Sodium-Glucose Cotransporter 2 Inhibitors to Treat Diabetes Mellitus After Kidney Transplant
H. M. Brokmeier1, S. B. Leung1, A. Kukla2, K. C. Mara3, P. Shah4, Y. Kudva4, G. K. Mour5, H. M. Wadei6, J. M. Hill7, M. D. Stegall8, A. Lemke1
1Pharmacy, Mayo Clinic, Rochester, MN, 2Division of Nephrology and Hypertension, Mayo Clinic, Rochester, MN, 3Health Sciences Research, Mayo Clinic, Rochester, MN, 4Endocrinology, Diabetes, Metabolism, and Nutrition, Mayo Clinic, Rochester, MN, 5Nephrology Transplant, Mayo Clinic, Phoenix, AZ, 6Nephrology, Mayo Clinic, Jacksonville, FL, 7Transplant, Mayo Clinic, Rochester, MN, 8Division of Transplant Surgery, Mayo Clinic, Rochester, MN
Meeting: 2022 American Transplant Congress
Abstract number: 757
Keywords: Hyperglycemia, Kidney transplantation, Metabolic complications, Post-transplant diabetes
Topic: Clinical Science » Kidney » 35 - Kidney: Cardiovascular and Metabolic Complications
Session Information
Session Name: Kidney: Cardiovascular and Metabolic Complications
Session Type: Poster Abstract
Date: Saturday, June 4, 2022
Session Time: 5:30pm-7:00pm
Presentation Time: 5:30pm-7:00pm
Location: Hynes Halls C & D
*Purpose: This study describes experience prescribing sodium-glucose cotransport 2 inhibitors (SGLT2i) after kidney transplant to evaluate safety and effectiveness.

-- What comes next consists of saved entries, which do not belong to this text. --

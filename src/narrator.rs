//! Narrator collaborator
//!
//! Renders pipeline announcements out-of-band, either as a log line or
//! by handing the text to an external speech command. Announcing is
//! best-effort: failures are reported to the caller, which logs and
//! counts them, and never reach the evaluation path.

use crate::config::{NarratorConfig, NarratorMode};
use std::io;
use std::process::{Command, Stdio};
use tracing::info;

/// Out-of-band announcement sink
pub trait Narrator: Send + Sync {
    /// Deliver one plain-text message, best effort
    fn announce(&self, message: &str) -> io::Result<()>;
}

/// Writes announcements to the log stream
#[derive(Debug, Default)]
pub struct LogNarrator;

impl Narrator for LogNarrator {
    fn announce(&self, message: &str) -> io::Result<()> {
        info!(target: "narrator", "{}", message);
        Ok(())
    }
}

/// Pipes announcements to an external speech command (e.g. `espeak`)
#[derive(Debug)]
pub struct CommandNarrator {
    program: String,
    args: Vec<String>,
}

impl CommandNarrator {
    pub fn new(program: impl Into<String>, args: Vec<String>) -> Self {
        Self {
            program: program.into(),
            args,
        }
    }
}

impl Narrator for CommandNarrator {
    fn announce(&self, message: &str) -> io::Result<()> {
        // Fire and forget: the child renders audio on its own time and is
        // never awaited.
        Command::new(&self.program)
            .args(&self.args)
            .arg(format!("System Alert: {}", message))
            .stdin(Stdio::null())
            .stdout(Stdio::null())
            .stderr(Stdio::null())
            .spawn()
            .map(|_| ())
    }
}

/// Discards announcements (narrator disabled, tests)
#[derive(Debug, Default)]
pub struct NullNarrator;

impl Narrator for NullNarrator {
    fn announce(&self, _message: &str) -> io::Result<()> {
        Ok(())
    }
}

/// Build the narrator selected by the configuration
pub fn from_config(config: &NarratorConfig) -> Box<dyn Narrator> {
    match config.mode {
        NarratorMode::Off => Box::new(NullNarrator),
        NarratorMode::Log => Box::new(LogNarrator),
        NarratorMode::Command => Box::new(CommandNarrator::new(
            config.command.clone().unwrap_or_else(|| "espeak".to_string()),
            config.args.clone(),
        )),
    }
}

*Methods: This is a retrospective, institutional review board approved, study across three transplant centers within one health system identifying kidney transplant recipients (KTR) on a SGLT2i between April 2013 and Oct 2020. Extracted data included adverse effects, discontinuation, kidney function, HbA1c and diabetes treatment regimens. Three investigators evaluated adverse events to assess SGLT2i contributions.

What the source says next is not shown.